It is at this point that people jump on the exchange rate as an explanation for why manufacturers have been cutting back production – given that the New Zealand dollar has generally been at a historically high level since 2004.

But when it comes to diagnosing the economic patient, pointing at the dollar is like pointing at a runny nose – it is a symptom of what is going on rather than the real cause.

To belabour an obvious point, the fundamental reason that manufacturers are shutting up shop, and are generally struggling, is that given their level of productivity they cannot make a sufficient return. They cannot get people in New Zealand or overseas to pay enough to justify creating these goods.

The Global Financial Crisis exacerbated this issue – but it has been a trend for some time.

New Zealand is a sparsely populated country that is far away from most large international markets. With fuel prices going up, increasing vertical integration (when different aspects of the production process are joined together in the same firm) and the rise of just-in-time inventory management, more and more manufacturers are positioning themselves “close” to market.

This trend, combined with the benefits of agglomeration in production and the improving use of technology overseas, has made manufacturing in countries like New Zealand less and less competitive.

This is tough for people who have invested time and skills in specific forms of manufacturing, but in so far as these changes are the result of changes in technology and the habits of global consumers, we cannot stand in the way of them.

Instead as a society we should aim to limit the harm, and give people the opportunity to move into things that New Zealand is well suited for.

What are we good at?

And this is the flipside – although New Zealand is comparatively bad at manufacturing things that require large scale (such as say cars) it is comparatively good at other things (producing milk).

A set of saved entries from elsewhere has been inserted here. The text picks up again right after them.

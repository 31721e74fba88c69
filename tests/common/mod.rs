use std::cell::RefCell;

use accounts_list_view::domain::account::Account;
use accounts_list_view::domain::types::{AccountId, AccountName};
use accounts_list_view::list_view::Toast;
use accounts_list_view::repository::InMemoryAccountRepository;
use accounts_list_view::services::Notifier;

const TYPES: [&str; 3] = ["Prospect", "Customer - Direct", "Other"];
const INDUSTRIES: [&str; 4] = ["Banking", "Energy", "Media", "Retail"];

/// Repository holding `count` accounts named `Account 0001`, `Account 0002`, ...
/// with types and industries assigned round-robin.
pub fn repository(count: usize) -> InMemoryAccountRepository {
    let accounts = (1..=count)
        .map(|i| {
            Account::new(
                AccountId::new(format!("001{i:05}")).unwrap(),
                AccountName::new(format!("Account {i:04}")).unwrap(),
                Some(format!("555-{i:04}")),
                Some(TYPES[i % TYPES.len()].to_string()),
                Some(INDUSTRIES[i % INDUSTRIES.len()].to_string()),
            )
        })
        .collect();
    InMemoryAccountRepository::with_accounts(accounts).unwrap()
}

#[derive(Default)]
pub struct RecordingNotifier {
    pub toasts: RefCell<Vec<Toast>>,
}

impl Notifier for RecordingNotifier {
    fn notify(&self, toast: &Toast) {
        self.toasts.borrow_mut().push(toast.clone());
    }
}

Other countries having become more productive in the export manufacturing space it actually a good thing for New Zealand as a whole – as it has driven down the price of what we buy from overseas relative to the price of what we sell.

This can be seen in our terms of trade (the ratio of export prices to import prices), which has risen 10% since manufacturing activity peaked.

Many people will say that I am missing three other important drivers of what has happened:  Foreign subsidises, domestic government policy, and Dutch disease.

Since 1994 China has made a concerted effort to hold down the value of its currency, and subsidise manufacturing exporters. Similar, albeit less blatant, intervention has taken place in a number of other developing countries.

It is no doubt frustrating, and unfair, when your competitor is cheating to get an edge. But when the government in New Zealand looks at introducing economic policies, it should do so in the interest of New Zealand as a whole.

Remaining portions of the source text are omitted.